Analysis of blood arsenic concentration and safety of arsenic-containing compound Qinghuang powder in patients with myelodysplastic syndrome
10.3760/cma.j.issn.1673-4246.2017.11.005
- VernacularTitle:含砷中药复方青黄散治疗骨髓增生异常综合征患者血砷浓度及安全性分析
- Author:
Qianze ZHU
1
;
Zhongyang DENG
;
Mingjing WANG
;
Pan ZHAO
;
Su FANG
;
Minmin SONG
;
Hongzhi WANG
;
Xiupeng YANG
;
Yonggang XU
Author Information
1. 中国中医科学院西苑医院血液科
- Keywords:
Myelodysplastic syndromes;
Realgar;
Arsenicals;
Patient Safety
- From:
International Journal of Traditional Chinese Medicine
2017;39(11):976-980
- CountryChina
- Language:Chinese
-
Abstract:
Objective To analyze the blood arsenic concentration and the safety of compound Qinghuang powder(compound QHP)in patients with myelodysplastic syndrome(MDS).Methods A total of 45 MDS patients received treatment with compound QHP (the treatment group, n=45).

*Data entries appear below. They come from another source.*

//! Line-oriented front end that binds terminal input to an `InventoryDesk`.

use super::command::{Command, HELP};
use crate::models::LensOption;
use crate::services::get_metrics;
use crate::stock::InventoryDesk;
use desk_core::DeskResult;
use std::fmt::Write as _;
use std::io::Write;
use tokio::io::{AsyncBufRead, AsyncBufReadExt, Lines};

/// Render the lens picker, placeholder first.
pub fn render_options(options: &[LensOption]) -> String {
    let mut out = String::new();
    for option in options {
        if option.is_placeholder() {
            let _ = writeln!(out, "  -- {}", option.label);
        } else {
            let _ = writeln!(out, "  [{}] {}", option.value, option.label);
        }
    }
    out
}

pub struct Shell<R, W> {
    desk: InventoryDesk,
    lines: Lines<R>,
    out: W,
}

impl<R, W> Shell<R, W>
where
    R: AsyncBufRead + Unpin,
    W: Write,
{
    pub fn new(desk: InventoryDesk, input: R, out: W) -> Self {
        Self {
            desk,
            lines: input.lines(),
            out,
        }
    }

    pub fn into_parts(self) -> (InventoryDesk, W) {
        (self.desk, self.out)
    }

    /// Load the lens picker, then process commands until `quit` or end of input.
    pub async fn run(&mut self) -> DeskResult<()> {
        if let Err(e) = self.show_lenses().await {
            writeln!(self.out, "! {}", e.user_message())?;
        }

        while let Some(line) = self.lines.next_line().await? {
            if line.trim().is_empty() {
                continue;
            }

            let command = match Command::parse(&line) {
                Ok(command) => command,
                Err(usage) => {
                    writeln!(self.out, "! {}", usage)?;
                    continue;
                }
            };
            if command == Command::Quit {
                break;
            }

            if let Err(e) = self.execute(command).await {
                tracing::debug!(error = %e, kind = e.kind(), "Command failed");
                writeln!(self.out, "! {}", e.user_message())?;
            }
        }
        Ok(())
    }

    async fn execute(&mut self, command: Command) -> DeskResult<()> {
        match command {
            Command::Help => writeln!(self.out, "{}", HELP)?,
            Command::Lenses => self.show_lenses().await?,
            Command::Register(name) => {
                self.desk.register_lens(&name).await?;
                writeln!(self.out, "Lens registered successfully.")?;
                self.print_options()?;
            }
            Command::StockIn(form) => {
                let request = self.desk.stock_in(form).await?;
                writeln!(
                    self.out,
                    "Stock updated successfully. ({} x lens {} on {})",
                    request.quantity, request.lens_id, request.purchase_date
                )?;
            }
            Command::Metrics => writeln!(self.out, "{}", get_metrics())?,
            Command::Quit => {}
        }
        Ok(())
    }

    async fn show_lenses(&mut self) -> DeskResult<()> {
        self.desk.load_lens_options().await?;
        self.print_options()
    }

    fn print_options(&mut self) -> DeskResult<()> {
        write!(self.out, "{}", render_options(self.desk.lens_options()))?;
        Ok(())
    }
}
use crate::config::LogSettings;
use crate::error::DeskError;
use opentelemetry::KeyValue;
use opentelemetry_otlp::WithExportConfig;
use opentelemetry_sdk::{runtime, trace as sdktrace, Resource};
use tracing_subscriber::{layer::SubscriberExt, util::SubscriberInitExt};

/// Install the global subscriber: env filter, fmt output and, when configured, OTLP export.
///
/// `RUST_LOG` takes precedence over `settings.level`.
pub fn init_tracing(service_name: &str, settings: &LogSettings) -> Result<(), DeskError> {
    let env_filter = tracing_subscriber::EnvFilter::try_from_default_env()
        .unwrap_or_else(|_| tracing_subscriber::EnvFilter::new(&settings.level));

    let telemetry = match settings.otlp_endpoint.as_deref() {
        Some(endpoint) => {
            let otlp_exporter = opentelemetry_otlp::new_exporter()
                .tonic()
                .with_endpoint(endpoint);

            let tracer = opentelemetry_otlp::new_pipeline()
                .tracing()
                .with_exporter(otlp_exporter)
                .with_trace_config(sdktrace::config().with_resource(Resource::new(vec![
                    KeyValue::new("service.name", service_name.to_string()),
                ])))
                .install_batch(runtime::Tokio)
                .map_err(|e| {
                    DeskError::Config(anyhow::anyhow!(
                        "Failed to initialize OTLP tracer for '{}' at '{}': {}",
                        service_name,
                        endpoint,
                        e
                    ))
                })?;

            Some(tracing_opentelemetry::layer().with_tracer(tracer))
        }
        None => None,
    };

    let json_layer = settings.json.then(|| {
        tracing_subscriber::fmt::layer()
            .with_file(true)
            .with_line_number(true)
            .json()
            .flatten_event(true)
            .with_writer(std::io::stderr)
    });
    let text_layer = (!settings.json).then(|| {
        tracing_subscriber::fmt::layer()
            .with_target(false)
            .with_writer(std::io::stderr)
    });

    tracing_subscriber::registry()
        .with(env_filter)
        .with(telemetry)
        .with(json_layer)
        .with(text_layer)
        .try_init()
        .map_err(|e| DeskError::Internal(anyhow::anyhow!("Failed to install subscriber: {}", e)))
}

The concentration of blood arsenic in different time was determined by atomic fluorescence spectrometry. The clinical safety of compound QHP was evaluated by analyzing the symptoms of adverse reaction and organ function. The comparison were MDS patients with Qinghuang powder (QHP group, n=47) and healthy people. Results There was no significant difference of the blood arsenic concentration between the treatment group and the healthy control group (P=0.450),while after the treatment for 1 month those concentrations significantly increased (P=0.000). There were no significant difference between the blood arsenic concentration after treatment for 1, 3, and 6 months (P=0.240). The incidence of adverse reaction in the treatment group was significantly lower than that in QHP group(χ2=4.720, P=0.030). The incidence of adverse reactions in the digestive tract was significantly lower in the treatment group than that in QHP group (χ2=4.650, P=0.034). The blood arsenic concentration of patients with abdominal pain diarrhea was significantly lower than those without abdominal pain diarrhea (P=0.020). Before treatment in the compound QHP group, there were 21 cases with increased myocardial enzymes, 10 cases with abnormal liver function and 4 cases with renal dysfunction, respectively. After treatment at 6th month, these indicators returned to normal with 7 cases of myocardial enzymes, 6 cases of liver function and 1 case of renal function, respectively. There was no new case with abnormal myocardial enzymes, liver function and renal dysfunction, respectively. Conclusions Arsenic could be absorbed in the digestive tract into blood in MDS patients after treatment with arsenic-containing compound QHP, and the blood arsenic concentration remained stable during the course of treatment. The adverse reactions were mainly mild gastrointestinal symptoms, but no heart, liver or renal function damage was observed. The incidence of abdominal pain diarrhea in patients treated with compound QHP was significantly lower than that with QHP.